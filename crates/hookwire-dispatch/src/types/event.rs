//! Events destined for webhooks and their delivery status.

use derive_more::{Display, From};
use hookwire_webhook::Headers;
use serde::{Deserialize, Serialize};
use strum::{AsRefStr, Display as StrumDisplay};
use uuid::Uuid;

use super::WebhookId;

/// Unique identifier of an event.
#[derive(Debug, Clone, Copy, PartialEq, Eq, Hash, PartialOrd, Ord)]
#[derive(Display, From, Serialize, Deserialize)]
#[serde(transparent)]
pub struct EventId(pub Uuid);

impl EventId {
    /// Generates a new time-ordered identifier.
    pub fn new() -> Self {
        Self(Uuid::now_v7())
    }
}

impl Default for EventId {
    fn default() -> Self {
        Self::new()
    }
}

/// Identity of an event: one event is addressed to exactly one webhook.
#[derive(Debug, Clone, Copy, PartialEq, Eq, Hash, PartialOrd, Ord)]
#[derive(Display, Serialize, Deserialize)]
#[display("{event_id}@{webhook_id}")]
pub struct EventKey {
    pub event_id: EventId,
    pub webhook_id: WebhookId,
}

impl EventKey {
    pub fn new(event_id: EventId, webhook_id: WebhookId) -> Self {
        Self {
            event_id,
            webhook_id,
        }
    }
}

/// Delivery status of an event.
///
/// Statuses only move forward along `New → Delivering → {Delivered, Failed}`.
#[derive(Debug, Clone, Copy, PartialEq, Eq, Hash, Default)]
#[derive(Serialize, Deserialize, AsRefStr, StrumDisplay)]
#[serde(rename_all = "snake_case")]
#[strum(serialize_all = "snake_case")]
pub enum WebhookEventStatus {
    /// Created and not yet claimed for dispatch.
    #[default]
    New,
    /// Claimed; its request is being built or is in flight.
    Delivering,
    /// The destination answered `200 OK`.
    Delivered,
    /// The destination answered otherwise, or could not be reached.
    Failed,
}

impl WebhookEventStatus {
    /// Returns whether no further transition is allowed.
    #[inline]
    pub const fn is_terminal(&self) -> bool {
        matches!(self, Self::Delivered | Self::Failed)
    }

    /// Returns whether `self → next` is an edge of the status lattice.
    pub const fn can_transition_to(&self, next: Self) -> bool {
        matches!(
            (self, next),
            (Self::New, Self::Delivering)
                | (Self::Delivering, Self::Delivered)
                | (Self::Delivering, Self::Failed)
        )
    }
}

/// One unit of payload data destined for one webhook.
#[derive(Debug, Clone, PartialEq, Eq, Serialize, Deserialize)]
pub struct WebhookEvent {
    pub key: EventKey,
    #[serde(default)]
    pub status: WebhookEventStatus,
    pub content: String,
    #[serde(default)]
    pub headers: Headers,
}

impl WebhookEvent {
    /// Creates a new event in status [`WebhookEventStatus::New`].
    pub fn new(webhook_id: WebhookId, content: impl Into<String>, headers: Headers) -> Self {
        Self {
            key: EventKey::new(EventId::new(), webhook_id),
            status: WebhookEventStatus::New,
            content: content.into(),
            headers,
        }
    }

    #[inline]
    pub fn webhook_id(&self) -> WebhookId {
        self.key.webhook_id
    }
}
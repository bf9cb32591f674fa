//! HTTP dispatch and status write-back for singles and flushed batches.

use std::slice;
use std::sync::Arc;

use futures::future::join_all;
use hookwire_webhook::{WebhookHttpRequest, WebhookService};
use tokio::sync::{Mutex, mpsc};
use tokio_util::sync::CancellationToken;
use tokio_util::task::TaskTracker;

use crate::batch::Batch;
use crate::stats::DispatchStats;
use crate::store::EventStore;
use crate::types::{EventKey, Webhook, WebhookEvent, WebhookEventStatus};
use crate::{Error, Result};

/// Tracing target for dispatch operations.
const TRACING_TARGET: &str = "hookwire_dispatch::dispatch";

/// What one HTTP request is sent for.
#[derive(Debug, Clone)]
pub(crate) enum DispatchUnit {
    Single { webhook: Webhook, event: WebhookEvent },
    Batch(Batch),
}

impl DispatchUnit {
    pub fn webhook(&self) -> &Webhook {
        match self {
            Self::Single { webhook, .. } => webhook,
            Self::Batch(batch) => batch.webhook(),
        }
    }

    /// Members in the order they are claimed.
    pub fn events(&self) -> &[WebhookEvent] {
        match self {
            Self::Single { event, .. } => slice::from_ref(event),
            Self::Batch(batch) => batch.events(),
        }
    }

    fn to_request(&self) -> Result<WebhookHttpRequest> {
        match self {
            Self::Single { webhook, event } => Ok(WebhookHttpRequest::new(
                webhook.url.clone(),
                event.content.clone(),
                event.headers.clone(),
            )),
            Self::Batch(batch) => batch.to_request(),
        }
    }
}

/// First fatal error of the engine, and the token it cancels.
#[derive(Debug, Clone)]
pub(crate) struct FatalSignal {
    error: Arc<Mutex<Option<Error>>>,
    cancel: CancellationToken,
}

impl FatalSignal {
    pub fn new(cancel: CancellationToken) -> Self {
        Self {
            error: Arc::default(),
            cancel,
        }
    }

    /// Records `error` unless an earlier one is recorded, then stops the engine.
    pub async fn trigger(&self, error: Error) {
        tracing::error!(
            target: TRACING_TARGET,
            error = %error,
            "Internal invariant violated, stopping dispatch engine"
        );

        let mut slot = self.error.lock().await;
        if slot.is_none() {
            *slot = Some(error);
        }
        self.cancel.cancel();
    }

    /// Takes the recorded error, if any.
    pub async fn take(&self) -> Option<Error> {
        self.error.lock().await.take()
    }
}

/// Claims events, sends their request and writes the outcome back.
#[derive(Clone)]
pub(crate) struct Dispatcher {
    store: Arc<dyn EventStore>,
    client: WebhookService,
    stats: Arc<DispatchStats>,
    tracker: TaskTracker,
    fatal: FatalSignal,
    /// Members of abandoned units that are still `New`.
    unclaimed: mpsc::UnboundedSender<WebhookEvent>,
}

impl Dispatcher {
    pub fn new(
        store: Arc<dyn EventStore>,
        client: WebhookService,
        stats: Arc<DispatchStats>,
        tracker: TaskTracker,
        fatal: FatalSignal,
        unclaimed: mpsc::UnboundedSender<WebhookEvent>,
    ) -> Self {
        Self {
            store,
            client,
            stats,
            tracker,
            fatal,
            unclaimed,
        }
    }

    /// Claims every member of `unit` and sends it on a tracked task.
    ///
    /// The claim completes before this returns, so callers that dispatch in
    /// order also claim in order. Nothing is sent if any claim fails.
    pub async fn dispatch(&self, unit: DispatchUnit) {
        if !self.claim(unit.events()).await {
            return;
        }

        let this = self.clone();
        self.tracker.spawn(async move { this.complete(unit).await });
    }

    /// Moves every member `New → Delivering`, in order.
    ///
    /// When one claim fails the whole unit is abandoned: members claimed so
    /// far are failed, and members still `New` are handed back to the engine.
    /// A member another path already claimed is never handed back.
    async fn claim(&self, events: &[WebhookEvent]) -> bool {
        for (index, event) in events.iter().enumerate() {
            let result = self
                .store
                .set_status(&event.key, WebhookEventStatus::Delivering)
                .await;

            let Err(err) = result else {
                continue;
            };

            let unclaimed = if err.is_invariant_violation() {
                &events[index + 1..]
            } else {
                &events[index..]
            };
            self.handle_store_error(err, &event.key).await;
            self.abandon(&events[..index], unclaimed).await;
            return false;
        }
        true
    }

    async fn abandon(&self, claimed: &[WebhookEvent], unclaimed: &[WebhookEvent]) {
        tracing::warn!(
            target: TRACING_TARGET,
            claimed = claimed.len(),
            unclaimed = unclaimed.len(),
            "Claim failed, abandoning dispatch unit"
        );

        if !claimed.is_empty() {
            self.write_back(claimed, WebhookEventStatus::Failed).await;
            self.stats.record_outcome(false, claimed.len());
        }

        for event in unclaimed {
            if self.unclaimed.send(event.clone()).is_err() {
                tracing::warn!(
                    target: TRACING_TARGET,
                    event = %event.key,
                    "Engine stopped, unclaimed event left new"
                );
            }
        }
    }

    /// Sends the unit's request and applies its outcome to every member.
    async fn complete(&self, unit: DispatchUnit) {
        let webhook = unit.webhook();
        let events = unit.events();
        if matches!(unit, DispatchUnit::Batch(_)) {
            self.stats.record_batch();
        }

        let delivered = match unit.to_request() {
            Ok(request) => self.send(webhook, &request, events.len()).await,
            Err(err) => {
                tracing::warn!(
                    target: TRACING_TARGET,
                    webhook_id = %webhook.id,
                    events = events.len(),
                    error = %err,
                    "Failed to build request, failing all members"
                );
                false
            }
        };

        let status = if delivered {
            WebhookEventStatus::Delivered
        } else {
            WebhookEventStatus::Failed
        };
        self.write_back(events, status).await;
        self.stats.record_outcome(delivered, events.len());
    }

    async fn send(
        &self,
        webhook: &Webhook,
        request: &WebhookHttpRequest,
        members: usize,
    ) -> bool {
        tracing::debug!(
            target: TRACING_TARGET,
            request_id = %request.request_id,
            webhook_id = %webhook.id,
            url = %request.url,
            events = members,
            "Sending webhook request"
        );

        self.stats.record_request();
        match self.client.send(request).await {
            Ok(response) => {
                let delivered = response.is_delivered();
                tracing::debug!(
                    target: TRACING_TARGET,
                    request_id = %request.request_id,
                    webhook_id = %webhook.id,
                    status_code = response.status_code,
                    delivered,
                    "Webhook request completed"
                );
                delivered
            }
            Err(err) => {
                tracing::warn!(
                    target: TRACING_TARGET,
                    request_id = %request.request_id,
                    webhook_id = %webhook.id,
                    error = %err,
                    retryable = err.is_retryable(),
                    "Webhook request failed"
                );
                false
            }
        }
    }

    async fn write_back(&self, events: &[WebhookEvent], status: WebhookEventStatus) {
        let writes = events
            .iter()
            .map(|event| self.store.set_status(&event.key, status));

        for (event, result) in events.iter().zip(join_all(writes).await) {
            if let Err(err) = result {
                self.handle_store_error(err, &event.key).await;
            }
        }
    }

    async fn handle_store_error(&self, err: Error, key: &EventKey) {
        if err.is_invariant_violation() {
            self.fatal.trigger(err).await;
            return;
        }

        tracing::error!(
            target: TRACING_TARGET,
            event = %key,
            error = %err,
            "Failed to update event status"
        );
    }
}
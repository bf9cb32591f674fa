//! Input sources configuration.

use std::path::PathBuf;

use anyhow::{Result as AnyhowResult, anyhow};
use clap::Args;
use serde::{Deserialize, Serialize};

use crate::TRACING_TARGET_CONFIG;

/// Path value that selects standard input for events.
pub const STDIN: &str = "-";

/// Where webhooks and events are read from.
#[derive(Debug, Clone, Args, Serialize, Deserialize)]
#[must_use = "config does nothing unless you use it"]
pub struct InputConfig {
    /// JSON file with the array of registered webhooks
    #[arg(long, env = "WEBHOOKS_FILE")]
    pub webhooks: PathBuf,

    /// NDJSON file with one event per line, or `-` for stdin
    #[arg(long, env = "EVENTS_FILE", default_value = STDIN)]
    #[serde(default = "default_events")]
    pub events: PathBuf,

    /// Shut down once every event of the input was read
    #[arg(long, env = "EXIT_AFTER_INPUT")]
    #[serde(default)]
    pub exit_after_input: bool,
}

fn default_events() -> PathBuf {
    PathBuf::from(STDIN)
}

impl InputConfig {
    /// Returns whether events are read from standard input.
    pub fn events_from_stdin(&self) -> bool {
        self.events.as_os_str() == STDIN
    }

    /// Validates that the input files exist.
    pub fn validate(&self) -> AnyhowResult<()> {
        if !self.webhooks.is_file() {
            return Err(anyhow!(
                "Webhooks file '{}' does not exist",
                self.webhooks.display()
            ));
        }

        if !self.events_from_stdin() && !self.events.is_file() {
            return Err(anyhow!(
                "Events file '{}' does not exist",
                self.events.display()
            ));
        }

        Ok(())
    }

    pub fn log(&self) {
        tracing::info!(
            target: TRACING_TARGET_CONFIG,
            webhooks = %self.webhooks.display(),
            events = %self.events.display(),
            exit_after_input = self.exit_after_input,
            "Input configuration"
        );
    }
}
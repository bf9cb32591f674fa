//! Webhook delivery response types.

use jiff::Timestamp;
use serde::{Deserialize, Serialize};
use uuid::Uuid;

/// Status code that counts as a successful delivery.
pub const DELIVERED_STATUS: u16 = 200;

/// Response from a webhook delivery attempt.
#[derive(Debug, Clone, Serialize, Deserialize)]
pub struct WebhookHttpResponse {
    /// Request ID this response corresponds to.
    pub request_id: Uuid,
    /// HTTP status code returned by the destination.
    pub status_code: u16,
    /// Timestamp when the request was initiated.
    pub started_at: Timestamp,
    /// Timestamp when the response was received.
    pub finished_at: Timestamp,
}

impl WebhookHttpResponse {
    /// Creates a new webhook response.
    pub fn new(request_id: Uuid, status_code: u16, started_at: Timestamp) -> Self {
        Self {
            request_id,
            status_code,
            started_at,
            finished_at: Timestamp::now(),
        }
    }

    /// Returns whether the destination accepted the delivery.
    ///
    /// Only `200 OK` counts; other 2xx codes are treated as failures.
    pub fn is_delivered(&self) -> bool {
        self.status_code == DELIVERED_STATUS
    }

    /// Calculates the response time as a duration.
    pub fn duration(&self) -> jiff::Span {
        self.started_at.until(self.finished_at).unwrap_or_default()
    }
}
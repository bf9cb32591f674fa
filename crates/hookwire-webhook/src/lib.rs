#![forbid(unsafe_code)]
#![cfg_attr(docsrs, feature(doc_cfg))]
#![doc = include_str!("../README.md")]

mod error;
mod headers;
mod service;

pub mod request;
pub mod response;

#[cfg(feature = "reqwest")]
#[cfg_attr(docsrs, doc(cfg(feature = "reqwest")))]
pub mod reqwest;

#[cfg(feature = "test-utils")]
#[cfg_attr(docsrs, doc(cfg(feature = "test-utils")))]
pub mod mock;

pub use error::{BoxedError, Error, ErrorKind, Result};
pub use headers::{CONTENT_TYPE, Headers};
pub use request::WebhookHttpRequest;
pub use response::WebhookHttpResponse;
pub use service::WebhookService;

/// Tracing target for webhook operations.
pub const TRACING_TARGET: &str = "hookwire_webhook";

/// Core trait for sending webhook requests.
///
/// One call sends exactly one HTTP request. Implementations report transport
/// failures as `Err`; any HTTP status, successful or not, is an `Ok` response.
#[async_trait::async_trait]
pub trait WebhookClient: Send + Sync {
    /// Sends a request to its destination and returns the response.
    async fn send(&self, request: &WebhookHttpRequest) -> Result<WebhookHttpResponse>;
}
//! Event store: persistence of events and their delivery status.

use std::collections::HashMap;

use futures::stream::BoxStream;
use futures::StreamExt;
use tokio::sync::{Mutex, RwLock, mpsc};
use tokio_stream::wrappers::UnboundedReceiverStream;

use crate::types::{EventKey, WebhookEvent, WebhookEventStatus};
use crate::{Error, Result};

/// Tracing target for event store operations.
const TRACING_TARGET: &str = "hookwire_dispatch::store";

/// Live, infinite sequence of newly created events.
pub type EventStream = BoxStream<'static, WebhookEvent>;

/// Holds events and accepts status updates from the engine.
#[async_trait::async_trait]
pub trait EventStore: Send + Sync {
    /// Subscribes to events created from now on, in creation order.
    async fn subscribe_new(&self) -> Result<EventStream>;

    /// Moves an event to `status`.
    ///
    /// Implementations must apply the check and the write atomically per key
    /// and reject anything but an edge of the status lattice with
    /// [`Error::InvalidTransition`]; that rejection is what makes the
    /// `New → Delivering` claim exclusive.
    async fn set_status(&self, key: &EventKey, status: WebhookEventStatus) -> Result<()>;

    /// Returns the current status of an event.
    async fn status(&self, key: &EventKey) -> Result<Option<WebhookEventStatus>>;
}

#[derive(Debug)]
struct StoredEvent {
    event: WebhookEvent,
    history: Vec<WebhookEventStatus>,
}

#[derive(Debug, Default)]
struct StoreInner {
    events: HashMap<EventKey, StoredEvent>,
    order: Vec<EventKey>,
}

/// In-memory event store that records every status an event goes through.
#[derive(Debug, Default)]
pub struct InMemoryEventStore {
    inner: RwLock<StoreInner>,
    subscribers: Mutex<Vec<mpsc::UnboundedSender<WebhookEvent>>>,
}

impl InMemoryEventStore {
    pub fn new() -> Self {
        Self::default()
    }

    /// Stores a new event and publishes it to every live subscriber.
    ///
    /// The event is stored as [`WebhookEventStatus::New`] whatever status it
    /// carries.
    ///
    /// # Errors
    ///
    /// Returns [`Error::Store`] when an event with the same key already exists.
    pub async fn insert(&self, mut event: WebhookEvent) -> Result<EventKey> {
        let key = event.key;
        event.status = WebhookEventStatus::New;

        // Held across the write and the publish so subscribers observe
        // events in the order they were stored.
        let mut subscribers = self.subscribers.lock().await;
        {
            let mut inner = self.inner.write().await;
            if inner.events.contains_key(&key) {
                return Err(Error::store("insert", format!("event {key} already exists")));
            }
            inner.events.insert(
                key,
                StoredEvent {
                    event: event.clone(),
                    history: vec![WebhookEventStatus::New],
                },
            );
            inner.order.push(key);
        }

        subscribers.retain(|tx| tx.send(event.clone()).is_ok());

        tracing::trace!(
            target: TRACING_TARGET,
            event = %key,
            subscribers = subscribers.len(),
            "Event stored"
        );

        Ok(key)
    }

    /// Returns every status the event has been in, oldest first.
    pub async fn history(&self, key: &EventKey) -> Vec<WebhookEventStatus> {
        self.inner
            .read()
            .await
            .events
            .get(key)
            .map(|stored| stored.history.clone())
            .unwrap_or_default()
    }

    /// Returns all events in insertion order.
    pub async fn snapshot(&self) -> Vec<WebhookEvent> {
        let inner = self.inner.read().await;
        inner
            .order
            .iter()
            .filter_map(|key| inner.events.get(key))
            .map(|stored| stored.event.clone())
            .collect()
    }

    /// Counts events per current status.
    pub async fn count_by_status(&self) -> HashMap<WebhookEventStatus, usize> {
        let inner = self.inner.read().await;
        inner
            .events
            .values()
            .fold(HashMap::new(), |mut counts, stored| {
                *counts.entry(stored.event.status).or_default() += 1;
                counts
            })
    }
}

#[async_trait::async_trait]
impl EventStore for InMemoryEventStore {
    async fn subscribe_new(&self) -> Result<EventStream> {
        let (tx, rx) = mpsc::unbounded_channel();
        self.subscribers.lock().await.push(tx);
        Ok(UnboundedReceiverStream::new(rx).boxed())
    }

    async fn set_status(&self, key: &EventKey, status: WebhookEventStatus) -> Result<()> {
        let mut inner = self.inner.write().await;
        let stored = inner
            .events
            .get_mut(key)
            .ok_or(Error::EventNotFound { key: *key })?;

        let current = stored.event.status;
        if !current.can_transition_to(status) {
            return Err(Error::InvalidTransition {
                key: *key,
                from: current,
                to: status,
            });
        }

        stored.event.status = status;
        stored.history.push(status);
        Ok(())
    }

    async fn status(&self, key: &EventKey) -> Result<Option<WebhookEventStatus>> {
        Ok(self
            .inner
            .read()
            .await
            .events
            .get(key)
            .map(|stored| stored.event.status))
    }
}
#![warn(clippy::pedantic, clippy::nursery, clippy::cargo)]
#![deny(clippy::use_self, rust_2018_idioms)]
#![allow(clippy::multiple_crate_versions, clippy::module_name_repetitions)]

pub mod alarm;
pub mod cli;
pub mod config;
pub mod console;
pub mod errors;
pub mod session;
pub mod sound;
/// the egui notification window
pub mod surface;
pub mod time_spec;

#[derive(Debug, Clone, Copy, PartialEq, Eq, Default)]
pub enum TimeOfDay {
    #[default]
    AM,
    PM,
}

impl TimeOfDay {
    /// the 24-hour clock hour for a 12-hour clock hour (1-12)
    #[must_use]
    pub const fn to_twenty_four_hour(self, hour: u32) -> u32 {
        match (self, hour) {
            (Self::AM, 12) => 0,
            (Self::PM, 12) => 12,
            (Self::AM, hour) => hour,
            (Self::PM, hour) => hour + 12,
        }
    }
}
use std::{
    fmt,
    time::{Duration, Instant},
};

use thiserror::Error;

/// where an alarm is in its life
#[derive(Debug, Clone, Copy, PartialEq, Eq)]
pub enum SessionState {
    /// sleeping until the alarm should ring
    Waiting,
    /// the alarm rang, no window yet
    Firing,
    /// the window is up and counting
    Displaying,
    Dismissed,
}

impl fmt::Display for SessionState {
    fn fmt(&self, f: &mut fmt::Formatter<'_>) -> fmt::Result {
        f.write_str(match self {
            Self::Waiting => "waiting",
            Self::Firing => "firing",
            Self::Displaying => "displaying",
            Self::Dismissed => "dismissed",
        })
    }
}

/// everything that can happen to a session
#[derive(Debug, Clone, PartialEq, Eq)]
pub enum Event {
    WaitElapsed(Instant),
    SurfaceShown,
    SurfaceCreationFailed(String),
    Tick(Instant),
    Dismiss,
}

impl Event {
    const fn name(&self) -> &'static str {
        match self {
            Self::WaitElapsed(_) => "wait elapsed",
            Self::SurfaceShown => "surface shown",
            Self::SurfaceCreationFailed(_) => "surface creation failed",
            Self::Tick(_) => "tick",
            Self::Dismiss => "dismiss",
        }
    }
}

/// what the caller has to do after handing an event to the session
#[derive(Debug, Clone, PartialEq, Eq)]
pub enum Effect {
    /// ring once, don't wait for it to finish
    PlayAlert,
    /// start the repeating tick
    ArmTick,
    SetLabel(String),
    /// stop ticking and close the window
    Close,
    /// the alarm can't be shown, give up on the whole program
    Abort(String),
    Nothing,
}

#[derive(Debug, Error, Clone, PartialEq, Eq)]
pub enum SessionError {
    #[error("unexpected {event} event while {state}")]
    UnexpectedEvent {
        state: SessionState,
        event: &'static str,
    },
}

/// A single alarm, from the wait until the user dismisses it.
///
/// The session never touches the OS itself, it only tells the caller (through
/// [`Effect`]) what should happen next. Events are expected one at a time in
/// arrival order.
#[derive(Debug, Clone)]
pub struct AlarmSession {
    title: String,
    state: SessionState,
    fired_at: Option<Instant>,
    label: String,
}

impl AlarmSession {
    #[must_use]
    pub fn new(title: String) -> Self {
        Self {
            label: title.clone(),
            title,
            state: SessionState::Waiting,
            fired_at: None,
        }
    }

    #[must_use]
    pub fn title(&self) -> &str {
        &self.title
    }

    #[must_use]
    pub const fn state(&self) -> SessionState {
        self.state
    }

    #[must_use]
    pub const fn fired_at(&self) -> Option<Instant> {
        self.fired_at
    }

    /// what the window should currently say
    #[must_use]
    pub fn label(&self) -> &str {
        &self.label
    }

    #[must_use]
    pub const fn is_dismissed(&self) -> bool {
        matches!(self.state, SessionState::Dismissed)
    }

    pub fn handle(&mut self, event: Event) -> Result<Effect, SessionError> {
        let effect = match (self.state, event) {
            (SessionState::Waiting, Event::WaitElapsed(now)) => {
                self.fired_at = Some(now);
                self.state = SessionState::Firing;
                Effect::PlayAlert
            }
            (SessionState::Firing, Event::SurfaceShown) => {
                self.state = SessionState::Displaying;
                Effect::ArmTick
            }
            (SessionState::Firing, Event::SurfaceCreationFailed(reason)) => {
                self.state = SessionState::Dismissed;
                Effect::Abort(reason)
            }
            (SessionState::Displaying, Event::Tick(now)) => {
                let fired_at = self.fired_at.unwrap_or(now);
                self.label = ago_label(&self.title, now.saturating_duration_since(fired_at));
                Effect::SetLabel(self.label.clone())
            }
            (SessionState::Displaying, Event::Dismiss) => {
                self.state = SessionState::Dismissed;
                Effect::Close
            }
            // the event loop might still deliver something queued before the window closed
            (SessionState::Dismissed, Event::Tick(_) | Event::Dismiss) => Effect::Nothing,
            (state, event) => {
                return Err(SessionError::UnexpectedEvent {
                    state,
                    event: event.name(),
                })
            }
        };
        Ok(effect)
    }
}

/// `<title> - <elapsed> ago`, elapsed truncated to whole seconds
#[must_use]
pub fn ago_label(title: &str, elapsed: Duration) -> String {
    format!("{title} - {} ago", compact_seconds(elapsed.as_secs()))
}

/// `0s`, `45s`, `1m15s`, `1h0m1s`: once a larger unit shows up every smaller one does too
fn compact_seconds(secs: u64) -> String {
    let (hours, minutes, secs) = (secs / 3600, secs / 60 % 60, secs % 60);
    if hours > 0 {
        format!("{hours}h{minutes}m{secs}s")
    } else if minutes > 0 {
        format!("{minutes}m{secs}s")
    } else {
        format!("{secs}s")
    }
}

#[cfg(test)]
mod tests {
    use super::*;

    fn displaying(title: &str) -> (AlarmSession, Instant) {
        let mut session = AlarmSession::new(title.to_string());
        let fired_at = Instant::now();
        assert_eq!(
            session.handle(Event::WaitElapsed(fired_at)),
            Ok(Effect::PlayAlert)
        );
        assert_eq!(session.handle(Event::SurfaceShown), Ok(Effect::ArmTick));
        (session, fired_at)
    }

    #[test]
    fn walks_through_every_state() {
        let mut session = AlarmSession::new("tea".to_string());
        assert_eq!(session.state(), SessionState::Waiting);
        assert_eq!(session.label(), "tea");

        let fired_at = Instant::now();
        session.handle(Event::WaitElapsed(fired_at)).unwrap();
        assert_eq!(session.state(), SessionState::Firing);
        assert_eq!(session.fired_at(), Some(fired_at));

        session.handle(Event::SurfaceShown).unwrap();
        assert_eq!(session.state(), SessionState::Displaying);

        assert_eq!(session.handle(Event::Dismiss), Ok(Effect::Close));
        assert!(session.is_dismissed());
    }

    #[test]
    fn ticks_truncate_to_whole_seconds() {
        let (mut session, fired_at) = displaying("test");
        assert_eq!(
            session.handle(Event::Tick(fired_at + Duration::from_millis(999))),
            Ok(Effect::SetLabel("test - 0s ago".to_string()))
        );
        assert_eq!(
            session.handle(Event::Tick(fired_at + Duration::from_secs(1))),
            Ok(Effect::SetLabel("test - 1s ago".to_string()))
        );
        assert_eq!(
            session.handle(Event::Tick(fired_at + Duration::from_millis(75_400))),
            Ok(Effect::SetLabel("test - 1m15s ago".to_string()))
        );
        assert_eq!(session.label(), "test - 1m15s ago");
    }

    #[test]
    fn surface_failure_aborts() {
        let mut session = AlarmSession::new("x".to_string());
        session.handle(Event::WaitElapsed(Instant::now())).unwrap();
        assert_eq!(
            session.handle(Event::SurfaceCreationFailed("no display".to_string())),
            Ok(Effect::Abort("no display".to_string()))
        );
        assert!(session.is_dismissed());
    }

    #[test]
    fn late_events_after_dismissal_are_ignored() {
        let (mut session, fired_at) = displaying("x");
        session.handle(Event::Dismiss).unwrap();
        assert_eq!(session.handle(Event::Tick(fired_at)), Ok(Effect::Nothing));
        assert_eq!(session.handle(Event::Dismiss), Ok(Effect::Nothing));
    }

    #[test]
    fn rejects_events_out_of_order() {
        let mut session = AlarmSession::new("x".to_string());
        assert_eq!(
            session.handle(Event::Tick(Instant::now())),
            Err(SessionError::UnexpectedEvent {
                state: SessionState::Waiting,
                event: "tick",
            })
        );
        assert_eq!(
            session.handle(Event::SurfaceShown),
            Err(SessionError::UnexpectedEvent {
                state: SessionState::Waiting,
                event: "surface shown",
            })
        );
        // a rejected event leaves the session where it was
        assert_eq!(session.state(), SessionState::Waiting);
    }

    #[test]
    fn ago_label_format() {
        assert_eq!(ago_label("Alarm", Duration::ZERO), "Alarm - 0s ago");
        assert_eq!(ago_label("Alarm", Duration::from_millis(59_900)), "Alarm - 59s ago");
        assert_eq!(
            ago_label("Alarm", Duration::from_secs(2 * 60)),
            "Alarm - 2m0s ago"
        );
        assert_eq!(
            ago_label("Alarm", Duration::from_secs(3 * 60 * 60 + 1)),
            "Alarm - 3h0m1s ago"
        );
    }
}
::::
» **Exercise instructions**
I need each line from the listing where the word "Delivering" occurs.

» **Task result**
/// Statuses only move forward along `New → Delivering → {Delivered, Failed}`.
    Delivering,
            (Self::New, Self::Delivering)
                | (Self::Delivering, Self::Delivered)
                | (Self::Delivering, Self::Failed)
    /// Moves every member `New → Delivering`, in order.
                .set_status(&event.key, WebhookEventStatus::Delivering)
    /// `New → Delivering` claim exclusive.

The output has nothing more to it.